When you’re in your 20s—fresh out of college, relatively new to the workforce—retirement can seem like a distant fantasy. The temptation is to forget about it entirely, writing it off as something you can think about in a decade’s time, if not longer. The problem with this is that, while it is never too late to start planning for your retirement, it is advantageous to begin as early as possible. Those who begin planning in their 20s will be that much better prepared for a secure retirement once age 55, 60, or 65 rolls around.
But what can a twenty-something do to start getting those retirement ducks in a row? A few tips follow.

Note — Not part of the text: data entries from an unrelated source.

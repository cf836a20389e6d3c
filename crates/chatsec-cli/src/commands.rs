//! Interpretation of what the user types
//!
//! Most lines go to the server untouched. `/file <name> <path>` is expanded
//! locally into a chunked transfer and `/quit` ends the session.

use std::path::PathBuf;

use chatsec_core::ProtocolError;

/// One line of user input
#[derive(Debug, Clone, PartialEq, Eq)]
pub enum UserInput {
    Empty,
    Quit,
    /// Stream a local file to `target`
    SendFile { target: String, path: PathBuf },
    /// Anything else: chat text, `@name` messages, server commands
    Send(String),
}

impl UserInput {
    pub fn parse(line: &str) -> Result<Self, ProtocolError> {
        let line = line.trim_end_matches(['\r', '\n']);
        if line.trim().is_empty() {
            return Ok(UserInput::Empty);
        }
        if line.trim() == "/quit" {
            return Ok(UserInput::Quit);
        }

        if let Some(args) = line.strip_prefix("/file") {
            if args.is_empty() || args.starts_with(' ') {
                return match args.trim().split_once(' ') {
                    Some((target, path)) if !path.trim().is_empty() => Ok(UserInput::SendFile {
                        target: target.to_string(),
                        path: PathBuf::from(path.trim()),
                    }),
                    _ => Err(ProtocolError::IncompleteCommand {
                        usage: "/file <name> <path>",
                    }),
                };
            }
        }

        Ok(UserInput::Send(line.to_string()))
    }
}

First, understand the basics. Your retirement portfolio will be better-served by you grasping the fundamentals of compound interest—that is, the reality that setting aside a small amount of money early in life will actually yield greater returns than setting aside a larger amount much later. Understanding compound interest will motivate you to begin saving now.
It is also important to develop a savings habit. The best way to do this might be to join your employer’s sponsored 401(k), or to meet with a financial advisor to set up an IRA, and then establish a set percentage of your paycheck that you put into your retirement portfolio—every month, before you do anything else with your paycheck.

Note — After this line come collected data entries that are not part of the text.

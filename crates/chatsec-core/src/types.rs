//! Core types for the chatsec protocol
//!
//! Newtypes for the identifiers that travel on the wire, validated on
//! construction so the rest of the code can rely on their shape.

use core::fmt;
use core::ops::Deref;
use core::str::FromStr;
use serde::{Deserialize, Serialize};

use crate::errors::AuthError;

// ----------------------------------------------------------------------------
// Constants
// ----------------------------------------------------------------------------

/// Maximum length of a display name in bytes
pub const MAX_NAME_LEN: usize = 32;

/// Leading characters reserved by the line protocol
const RESERVED_PREFIXES: &[char] = &['/', '@', '[', '#'];

// ----------------------------------------------------------------------------
// Display Name
// ----------------------------------------------------------------------------

/// Display name of a participant, unique among active sessions
#[derive(Debug, Clone, PartialEq, Eq, PartialOrd, Ord, Hash, Serialize, Deserialize)]
pub struct DisplayName(String);

impl DisplayName {
    /// Validate and wrap a candidate display name
    pub fn new<T: Into<String>>(name: T) -> Result<Self, AuthError> {
        let name = name.into();
        let valid = !name.is_empty()
            && name.len() <= MAX_NAME_LEN
            && !name.chars().any(char::is_whitespace)
            && !name.starts_with(RESERVED_PREFIXES);

        if valid {
            Ok(Self(name))
        } else {
            Err(AuthError::InvalidName { name })
        }
    }

    /// Provisional name held by a connection that has not named itself yet.
    ///
    /// Starts with `#`, which [`DisplayName::new`] refuses, so it can never
    /// collide with a chosen name.
    pub fn provisional(id: SessionId) -> Self {
        Self(format!("#{}", id.0))
    }

    pub fn as_str(&self) -> &str {
        &self.0
    }
}

impl fmt::Display for DisplayName {
    fn fmt(&self, f: &mut fmt::Formatter<'_>) -> fmt::Result {
        f.write_str(&self.0)
    }
}

impl FromStr for DisplayName {
    type Err = AuthError;

    fn from_str(s: &str) -> Result<Self, Self::Err> {
        Self::new(s)
    }
}

impl Deref for DisplayName {
    type Target = str;

    fn deref(&self) -> &Self::Target {
        &self.0
    }
}

impl PartialEq<str> for DisplayName {
    fn eq(&self, other: &str) -> bool {
        self.0 == other
    }
}

impl PartialEq<&str> for DisplayName {
    fn eq(&self, other: &&str) -> bool {
        self.0 == *other
    }
}

// ----------------------------------------------------------------------------
// Session Identifier
// ----------------------------------------------------------------------------

/// Server-assigned identifier of an accepted connection
#[derive(Debug, Clone, Copy, PartialEq, Eq, PartialOrd, Ord, Hash, Serialize, Deserialize)]
pub struct SessionId(u64);

impl SessionId {
    pub fn new(id: u64) -> Self {
        Self(id)
    }
}

impl fmt::Display for SessionId {
    fn fmt(&self, f: &mut fmt::Formatter<'_>) -> fmt::Result {
        write!(f, "session-{}", self.0)
    }
}

#[cfg(test)]
mod tests {
    use super::*;

    #[test]
    fn test_display_name_validation() {
        assert!(DisplayName::new("alice").is_ok());
        assert!(DisplayName::new("").is_err());
        assert!(DisplayName::new("two words").is_err());
        assert!(DisplayName::new("/quit").is_err());
        assert!(DisplayName::new("@bob").is_err());
        assert!(DisplayName::new("[SERVER]").is_err());
        assert!(DisplayName::new("a".repeat(MAX_NAME_LEN + 1)).is_err());
    }

    #[test]
    fn test_provisional_names_never_collide() {
        let provisional = DisplayName::provisional(SessionId::new(7));
        assert_eq!(provisional, "#7");
        assert!(DisplayName::new(provisional.as_str()).is_err());
    }
}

Increase your retirement contributions each year. When you get a raise or a bonus, kick some of that money into your retirement investment.

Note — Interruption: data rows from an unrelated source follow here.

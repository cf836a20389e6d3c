//! Client driver
//!
//! [`ChatClient`] runs the client half of the handshake on its own: it answers
//! `AUTH_PUBKEY` with the local public key and `AUTH_CHALL` with the challenge
//! re-encrypted for the server. Once logged in it prefixes every line with the
//! next sequence number and feeds incoming transfer envelopes into a
//! [`FileTransferCoordinator`].
//!
//! After login the client can be split into a [`ClientReader`] and a
//! [`ClientWriter`] so that incoming lines and user input are handled by
//! separate tasks.

use std::path::Path;
use std::sync::{Arc, Mutex};

use tokio::io::{AsyncBufReadExt, AsyncWriteExt, BufReader};
use tokio::net::tcp::{OwnedReadHalf, OwnedWriteHalf};
use tokio::net::TcpStream;
use tracing::{debug, info, trace, warn};

use chatsec_core::protocol::wire::{encode_b64, sequenced};
use chatsec_core::{
    ChatError, ClientCommand, ClientConfig, CompletedTransfer, CryptoEngine,
    FileTransferCoordinator, ProtocolError, ServerMessage,
};

use crate::error::{CliError, Result};
use crate::identity::ClientIdentity;

/// Sent in place of a challenge response the client cannot compute
const ABANDON_RESPONSE: &str = "-";

// ----------------------------------------------------------------------------
// Events
// ----------------------------------------------------------------------------

/// Something the user should see
#[derive(Debug)]
pub enum ClientEvent {
    Message(ServerMessage),
    TransferStarted { sender: String, filename: String },
    TransferComplete(CompletedTransfer),
    TransferFailed { sender: String, error: ChatError },
}

// ----------------------------------------------------------------------------
// Reader
// ----------------------------------------------------------------------------

/// Receiving half of a connection
pub struct ClientReader {
    reader: BufReader<OwnedReadHalf>,
    line: String,
    transfers: Arc<Mutex<FileTransferCoordinator>>,
}

impl ClientReader {
    /// Next raw server message, `None` once the server closed the socket
    async fn read_message(&mut self) -> Result<Option<ServerMessage>> {
        self.line.clear();
        if self.reader.read_line(&mut self.line).await? == 0 {
            return Ok(None);
        }
        let message = ServerMessage::parse(self.line.trim_end_matches('\n'));
        trace!(?message, "Server line");
        Ok(Some(message))
    }

    /// Next event, consuming `BUFFER` chunks silently
    pub async fn next_event(&mut self) -> Result<Option<ClientEvent>> {
        loop {
            let Some(message) = self.read_message().await? else {
                return Ok(None);
            };

            let sender = match &message {
                ServerMessage::File { sender, .. }
                | ServerMessage::Buffer { sender, .. }
                | ServerMessage::EndOfFile { sender, .. } => sender.clone(),
                _ => return Ok(Some(ClientEvent::Message(message))),
            };

            // Sinks write through blocking file IO
            let transfers = Arc::clone(&self.transfers);
            let (message, outcome) = tokio::task::spawn_blocking(move || {
                let mut transfers = transfers
                    .lock()
                    .unwrap_or_else(|poisoned| poisoned.into_inner());
                let outcome = transfers.handle(&message);
                (message, outcome)
            })
            .await?;

            match outcome {
                Ok(Some(done)) => return Ok(Some(ClientEvent::TransferComplete(done))),
                Ok(None) => {
                    if let ServerMessage::File { filename, .. } = message {
                        return Ok(Some(ClientEvent::TransferStarted { sender, filename }));
                    }
                }
                Err(error) => {
                    warn!(sender = %sender, error = %error, "Incoming transfer failed");
                    return Ok(Some(ClientEvent::TransferFailed { sender, error }));
                }
            }
        }
    }
}

// ----------------------------------------------------------------------------
// Writer
// ----------------------------------------------------------------------------

/// Sending half of a connection, owning the sequence counter
pub struct ClientWriter {
    writer: OwnedWriteHalf,
    sequence: u64,
    chunk_size: usize,
}

impl ClientWriter {
    async fn write_raw(&mut self, line: &str) -> Result<()> {
        self.writer.write_all(line.as_bytes()).await?;
        self.writer.write_all(b"\n").await?;
        Ok(())
    }

    /// Last sequence number sent
    pub fn last_sequence(&self) -> u64 {
        self.sequence
    }

    /// Send one line body with the next sequence number
    pub async fn send(&mut self, body: &str) -> Result<u64> {
        self.sequence += 1;
        let line = sequenced(self.sequence, body);
        self.write_raw(&line).await?;
        Ok(self.sequence)
    }

    pub async fn send_command(&mut self, command: &ClientCommand) -> Result<u64> {
        self.send(&command.to_string()).await
    }

    /// Stream a local file to `target` as `/file`, `/buffer`..., `/endoftransfer`
    pub async fn send_file(&mut self, target: &str, path: &Path) -> Result<u64> {
        let filename = path
            .file_name()
            .and_then(|name| name.to_str())
            .ok_or_else(|| ProtocolError::InvalidFileName {
                filename: path.display().to_string(),
            })?
            .to_string();
        let data = tokio::fs::read(path)
            .await
            .map_err(|source| CliError::FileRead {
                path: path.to_path_buf(),
                source,
            })?;

        self.send_bytes(target, &filename, &data).await?;
        Ok(data.len() as u64)
    }

    /// Stream `data` to `target` under `filename`
    pub async fn send_bytes(&mut self, target: &str, filename: &str, data: &[u8]) -> Result<()> {
        self.send_command(&ClientCommand::File {
            target: target.to_string(),
            filename: filename.to_string(),
        })
        .await?;

        let mut chunks = 0usize;
        for chunk in data.chunks(self.chunk_size) {
            self.send_command(&ClientCommand::Buffer {
                target: target.to_string(),
                chunk: encode_b64(chunk),
            })
            .await?;
            chunks += 1;
        }

        self.send_command(&ClientCommand::EndOfTransfer {
            target: target.to_string(),
            filename: filename.to_string(),
        })
        .await?;

        info!(to = %target, filename = %filename, bytes = data.len(), chunks, "File sent");
        Ok(())
    }
}

// ----------------------------------------------------------------------------
// Chat Client
// ----------------------------------------------------------------------------

/// A connection to a chat server, before and after login
pub struct ChatClient {
    reader: ClientReader,
    writer: ClientWriter,
    engine: Arc<dyn CryptoEngine>,
    identity: ClientIdentity,
    name: Option<String>,
}

impl ChatClient {
    pub async fn connect(
        address: &str,
        engine: Arc<dyn CryptoEngine>,
        identity: ClientIdentity,
        transfers: FileTransferCoordinator,
        chunk_size: usize,
    ) -> Result<Self> {
        let stream = TcpStream::connect(address).await?;
        debug!(address, "Connected");
        let (read_half, write_half) = stream.into_split();

        Ok(Self {
            reader: ClientReader {
                reader: BufReader::new(read_half),
                line: String::new(),
                transfers: Arc::new(Mutex::new(transfers)),
            },
            writer: ClientWriter {
                writer: write_half,
                sequence: 0,
                chunk_size: chunk_size.max(1),
            },
            engine,
            identity,
            name: None,
        })
    }

    /// Connect with received files written under `config.download_dir`
    pub async fn connect_with_config(
        config: &ClientConfig,
        engine: Arc<dyn CryptoEngine>,
        identity: ClientIdentity,
    ) -> Result<Self> {
        let transfers = FileTransferCoordinator::with_directory(config.download_dir.clone());
        Self::connect(&config.server_address(), engine, identity, transfers, config.chunk_size).await
    }

    /// Name the server greeted us with, once logged in
    pub fn name(&self) -> Option<&str> {
        self.name.as_deref()
    }

    pub fn identity(&self) -> &ClientIdentity {
        &self.identity
    }

    /// Log in as `name`.
    ///
    /// A refused name or failed challenge leaves the connection at the name
    /// prompt, so `login` may be called again. A challenge for a name whose
    /// key this identity does not hold is abandoned and reported as
    /// [`CliError::UnknownServerKey`].
    pub async fn login(&mut self, name: &str) -> Result<()> {
        self.await_prompt().await?;
        self.writer.write_raw(name).await?;

        let mut abandoned = false;
        loop {
            let message = self
                .reader
                .read_message()
                .await?
                .ok_or(CliError::ConnectionClosed)?;

            match message {
                ServerMessage::AuthPubkey(key) => {
                    debug!(fingerprint = %key.fingerprint(), "Server key received");
                    self.identity.remember_server_key(key);
                    let wire = self.identity.public_key().to_wire();
                    self.writer.write_raw(&wire).await?;
                }
                ServerMessage::AuthChallenge(challenge) => {
                    match self.identity.answer(self.engine.as_ref(), &challenge) {
                        Ok(response) => self.writer.write_raw(&response).await?,
                        Err(CliError::UnknownServerKey) => {
                            warn!(name = %name, "Challenged without a known server key, giving up on this name");
                            abandoned = true;
                            self.writer.write_raw(ABANDON_RESPONSE).await?;
                        }
                        Err(e) => return Err(e),
                    }
                }
                ServerMessage::Hello { name } => {
                    info!(name = %name, "Logged in");
                    self.name = Some(name);
                    return Ok(());
                }
                ServerMessage::AuthFailed if abandoned => return Err(CliError::UnknownServerKey),
                ServerMessage::AuthFailed => return Err(CliError::AuthenticationFailed),
                refusal @ (ServerMessage::NameInUse { .. }
                | ServerMessage::InvalidName { .. }
                | ServerMessage::ServerFull { .. }) => {
                    return Err(CliError::Refused(refusal.to_string()));
                }
                ServerMessage::Error { text } => return Err(CliError::Refused(text)),
                other => debug!(?other, "Ignored during login"),
            }
        }
    }

    async fn await_prompt(&mut self) -> Result<()> {
        loop {
            match self.reader.read_message().await? {
                Some(ServerMessage::Prompt) => return Ok(()),
                Some(refusal @ ServerMessage::ServerFull { .. }) => {
                    return Err(CliError::Refused(refusal.to_string()));
                }
                Some(other) => debug!(?other, "Ignored before prompt"),
                None => return Err(CliError::ConnectionClosed),
            }
        }
    }

    fn ensure_logged_in(&self) -> Result<()> {
        if self.name.is_none() {
            return Err(CliError::NotAuthenticated);
        }
        Ok(())
    }

    pub async fn send(&mut self, body: &str) -> Result<u64> {
        self.ensure_logged_in()?;
        self.writer.send(body).await
    }

    pub async fn send_command(&mut self, command: &ClientCommand) -> Result<u64> {
        self.ensure_logged_in()?;
        self.writer.send_command(command).await
    }

    pub async fn send_file(&mut self, target: &str, path: &Path) -> Result<u64> {
        self.ensure_logged_in()?;
        self.writer.send_file(target, path).await
    }

    pub async fn next_event(&mut self) -> Result<Option<ClientEvent>> {
        self.reader.next_event().await
    }

    /// Split into independently usable halves, keeping the identity
    pub fn into_split(self) -> (ClientReader, ClientWriter, ClientIdentity) {
        (self.reader, self.writer, self.identity)
    }
}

In addition, you might try to set aside some money to pay off debts. One of the worst retirement planning mistakes you can make is retiring while still in debt. Make it a monthly priority to pay off student loans, car payments, and any other outstanding debts you have.
It also helps to spend less, which will enable you to save more. There are too many money-saving methods to list here, but the best thing you can do is to set up a budget and stick with it. Budgets aren’t just for married couples and families, but for anyone looking to exert control over everyday spending!
If possible, put some of that money you save into an emergency fund—which probably doesn’t need to be more than $1,000, or whatever you can put together—to help defray the costs of a major emergency, such as a problem with your home, health, or automobile.
All of this may sound like a tall order, but prudent retirement planning is very doable, and very affordable—even for those still in their twenties! To learn more, we invite you to contact the Stonepath Wealth Management team at your convenience.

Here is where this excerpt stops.